#### TRY IT
Look through the records below for the line with "task.abort();" and the line with "let chrome = &self.ctx.views.chrome;", then return those lines and all lines between, exactly.

───── PROVIDED DATA

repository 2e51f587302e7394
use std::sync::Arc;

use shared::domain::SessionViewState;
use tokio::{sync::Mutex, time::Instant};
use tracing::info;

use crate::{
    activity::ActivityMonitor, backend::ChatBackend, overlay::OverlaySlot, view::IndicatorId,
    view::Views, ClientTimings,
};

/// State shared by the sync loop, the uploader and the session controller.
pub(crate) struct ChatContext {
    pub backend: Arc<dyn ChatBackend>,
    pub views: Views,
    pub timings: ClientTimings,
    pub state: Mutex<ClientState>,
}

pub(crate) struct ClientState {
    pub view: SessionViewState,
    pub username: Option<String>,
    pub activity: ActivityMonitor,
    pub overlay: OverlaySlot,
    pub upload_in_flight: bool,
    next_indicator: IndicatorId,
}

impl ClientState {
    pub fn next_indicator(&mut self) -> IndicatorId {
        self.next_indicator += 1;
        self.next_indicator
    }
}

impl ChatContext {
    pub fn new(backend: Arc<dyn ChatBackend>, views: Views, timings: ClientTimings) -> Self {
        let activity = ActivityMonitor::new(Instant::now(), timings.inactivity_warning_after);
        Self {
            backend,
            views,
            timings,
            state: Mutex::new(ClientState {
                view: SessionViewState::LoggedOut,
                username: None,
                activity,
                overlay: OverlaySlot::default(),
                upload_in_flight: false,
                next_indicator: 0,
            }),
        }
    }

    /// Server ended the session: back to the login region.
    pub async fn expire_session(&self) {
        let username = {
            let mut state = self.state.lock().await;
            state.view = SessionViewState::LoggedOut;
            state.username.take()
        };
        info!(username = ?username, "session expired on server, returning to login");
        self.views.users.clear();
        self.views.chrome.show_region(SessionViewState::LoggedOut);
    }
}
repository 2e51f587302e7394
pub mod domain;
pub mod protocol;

──────────
───── PROVIDED DATA

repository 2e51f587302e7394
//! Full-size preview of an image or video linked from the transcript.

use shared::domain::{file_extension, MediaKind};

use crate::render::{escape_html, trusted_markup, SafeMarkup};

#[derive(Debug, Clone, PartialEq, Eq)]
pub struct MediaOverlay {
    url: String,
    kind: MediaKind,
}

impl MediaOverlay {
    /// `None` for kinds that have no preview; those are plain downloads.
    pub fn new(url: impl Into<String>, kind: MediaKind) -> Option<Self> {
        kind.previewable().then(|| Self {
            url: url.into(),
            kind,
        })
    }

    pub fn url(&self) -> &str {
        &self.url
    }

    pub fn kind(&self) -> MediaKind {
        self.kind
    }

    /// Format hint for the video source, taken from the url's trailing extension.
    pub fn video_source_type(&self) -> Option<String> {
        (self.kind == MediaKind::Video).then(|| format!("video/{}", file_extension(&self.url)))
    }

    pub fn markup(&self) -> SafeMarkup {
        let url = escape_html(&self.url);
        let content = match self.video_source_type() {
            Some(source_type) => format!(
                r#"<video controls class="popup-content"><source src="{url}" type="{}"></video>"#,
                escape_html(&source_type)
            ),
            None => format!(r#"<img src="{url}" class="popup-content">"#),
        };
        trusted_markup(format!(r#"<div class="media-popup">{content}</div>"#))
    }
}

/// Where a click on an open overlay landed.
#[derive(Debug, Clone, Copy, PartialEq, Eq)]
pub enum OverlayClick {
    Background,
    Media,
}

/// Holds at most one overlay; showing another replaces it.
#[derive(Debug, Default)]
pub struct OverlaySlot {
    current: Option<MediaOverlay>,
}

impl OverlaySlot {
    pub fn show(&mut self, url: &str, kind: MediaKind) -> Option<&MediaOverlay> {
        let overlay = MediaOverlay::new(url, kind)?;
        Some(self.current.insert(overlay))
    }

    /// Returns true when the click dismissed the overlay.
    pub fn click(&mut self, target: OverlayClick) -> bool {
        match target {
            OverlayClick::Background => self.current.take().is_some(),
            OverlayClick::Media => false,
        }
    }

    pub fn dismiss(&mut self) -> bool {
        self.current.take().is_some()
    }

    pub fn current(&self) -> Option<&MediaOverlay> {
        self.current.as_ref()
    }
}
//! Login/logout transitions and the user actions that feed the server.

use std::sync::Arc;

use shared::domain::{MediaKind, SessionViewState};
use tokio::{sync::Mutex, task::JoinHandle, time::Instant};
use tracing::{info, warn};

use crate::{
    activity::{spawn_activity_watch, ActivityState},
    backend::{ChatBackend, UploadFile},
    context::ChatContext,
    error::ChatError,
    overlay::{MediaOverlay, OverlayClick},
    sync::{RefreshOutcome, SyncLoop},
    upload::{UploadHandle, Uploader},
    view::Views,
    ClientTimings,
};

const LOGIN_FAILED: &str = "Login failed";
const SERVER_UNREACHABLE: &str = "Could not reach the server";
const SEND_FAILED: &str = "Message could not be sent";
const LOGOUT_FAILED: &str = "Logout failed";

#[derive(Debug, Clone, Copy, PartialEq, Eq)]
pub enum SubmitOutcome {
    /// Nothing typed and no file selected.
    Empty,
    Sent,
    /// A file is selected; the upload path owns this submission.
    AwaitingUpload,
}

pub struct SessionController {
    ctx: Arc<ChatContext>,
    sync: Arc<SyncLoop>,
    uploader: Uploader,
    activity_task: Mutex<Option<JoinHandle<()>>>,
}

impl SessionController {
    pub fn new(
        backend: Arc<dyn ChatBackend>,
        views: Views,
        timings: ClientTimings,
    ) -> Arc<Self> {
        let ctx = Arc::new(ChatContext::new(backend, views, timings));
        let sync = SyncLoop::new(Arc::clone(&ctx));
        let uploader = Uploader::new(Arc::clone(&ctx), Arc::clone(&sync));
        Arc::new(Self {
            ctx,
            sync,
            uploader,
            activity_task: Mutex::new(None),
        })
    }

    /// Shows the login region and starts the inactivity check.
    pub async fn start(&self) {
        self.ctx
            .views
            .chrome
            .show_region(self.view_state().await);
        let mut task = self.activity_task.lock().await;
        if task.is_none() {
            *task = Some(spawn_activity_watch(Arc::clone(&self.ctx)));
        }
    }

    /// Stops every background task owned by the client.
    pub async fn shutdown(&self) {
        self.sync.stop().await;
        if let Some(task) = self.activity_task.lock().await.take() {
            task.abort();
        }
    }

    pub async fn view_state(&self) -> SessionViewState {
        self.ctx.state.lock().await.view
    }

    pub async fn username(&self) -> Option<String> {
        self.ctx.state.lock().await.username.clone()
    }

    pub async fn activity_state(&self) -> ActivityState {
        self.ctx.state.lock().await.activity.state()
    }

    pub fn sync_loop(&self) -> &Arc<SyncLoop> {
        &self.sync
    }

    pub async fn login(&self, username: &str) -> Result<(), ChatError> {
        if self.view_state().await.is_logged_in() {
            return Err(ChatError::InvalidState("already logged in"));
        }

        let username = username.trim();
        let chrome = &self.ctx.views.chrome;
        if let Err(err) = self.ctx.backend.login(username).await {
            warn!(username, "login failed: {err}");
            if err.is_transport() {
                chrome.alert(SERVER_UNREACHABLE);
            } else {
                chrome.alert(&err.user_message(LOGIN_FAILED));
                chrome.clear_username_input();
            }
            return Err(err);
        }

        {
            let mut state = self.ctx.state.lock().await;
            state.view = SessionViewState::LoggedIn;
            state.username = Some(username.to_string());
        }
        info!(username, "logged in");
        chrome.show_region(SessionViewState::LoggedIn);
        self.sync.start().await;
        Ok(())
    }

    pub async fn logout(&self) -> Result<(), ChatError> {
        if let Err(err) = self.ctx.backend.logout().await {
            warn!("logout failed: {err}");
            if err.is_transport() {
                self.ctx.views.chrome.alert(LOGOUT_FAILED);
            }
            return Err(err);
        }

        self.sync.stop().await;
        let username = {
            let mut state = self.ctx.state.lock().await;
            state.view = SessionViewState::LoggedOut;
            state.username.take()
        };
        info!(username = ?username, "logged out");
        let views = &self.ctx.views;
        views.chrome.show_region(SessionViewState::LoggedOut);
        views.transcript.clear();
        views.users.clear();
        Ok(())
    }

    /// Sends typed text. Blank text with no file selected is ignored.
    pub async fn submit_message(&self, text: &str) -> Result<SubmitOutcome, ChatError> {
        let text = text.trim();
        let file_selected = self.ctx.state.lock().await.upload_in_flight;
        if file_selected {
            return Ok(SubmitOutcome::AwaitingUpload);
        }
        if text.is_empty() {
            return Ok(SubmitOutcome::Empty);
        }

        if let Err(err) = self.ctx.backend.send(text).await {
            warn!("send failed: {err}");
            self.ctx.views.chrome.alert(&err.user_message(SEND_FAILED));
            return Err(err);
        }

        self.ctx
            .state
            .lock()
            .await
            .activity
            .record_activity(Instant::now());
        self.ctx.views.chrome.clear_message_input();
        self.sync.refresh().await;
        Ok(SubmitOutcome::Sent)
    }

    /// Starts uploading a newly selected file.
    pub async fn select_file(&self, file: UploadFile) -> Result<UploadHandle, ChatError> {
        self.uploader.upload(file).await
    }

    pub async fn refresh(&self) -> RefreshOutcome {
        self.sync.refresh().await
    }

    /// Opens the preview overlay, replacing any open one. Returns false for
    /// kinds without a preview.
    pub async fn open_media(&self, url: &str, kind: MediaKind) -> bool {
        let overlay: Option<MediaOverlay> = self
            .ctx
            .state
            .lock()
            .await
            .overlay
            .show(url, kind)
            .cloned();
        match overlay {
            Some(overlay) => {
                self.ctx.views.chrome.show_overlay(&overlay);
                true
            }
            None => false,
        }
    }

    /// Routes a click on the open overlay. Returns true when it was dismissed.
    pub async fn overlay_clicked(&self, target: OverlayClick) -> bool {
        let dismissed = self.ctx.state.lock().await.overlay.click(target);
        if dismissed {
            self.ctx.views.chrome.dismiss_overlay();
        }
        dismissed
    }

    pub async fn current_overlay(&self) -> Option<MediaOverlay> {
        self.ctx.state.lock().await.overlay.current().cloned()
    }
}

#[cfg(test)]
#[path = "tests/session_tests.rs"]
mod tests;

──────────

#### RESULT OF THIS EXERCISE
            task.abort();
        }
    }

    pub async fn view_state(&self) -> SessionViewState {
        self.ctx.state.lock().await.view
    }

    pub async fn username(&self) -> Option<String> {
        self.ctx.state.lock().await.username.clone()
    }

    pub async fn activity_state(&self) -> ActivityState {
        self.ctx.state.lock().await.activity.state()
    }

    pub fn sync_loop(&self) -> &Arc<SyncLoop> {
        &self.sync
    }

    pub async fn login(&self, username: &str) -> Result<(), ChatError> {
        if self.view_state().await.is_logged_in() {
            return Err(ChatError::InvalidState("already logged in"));
        }

        let username = username.trim();
        let chrome = &self.ctx.views.chrome;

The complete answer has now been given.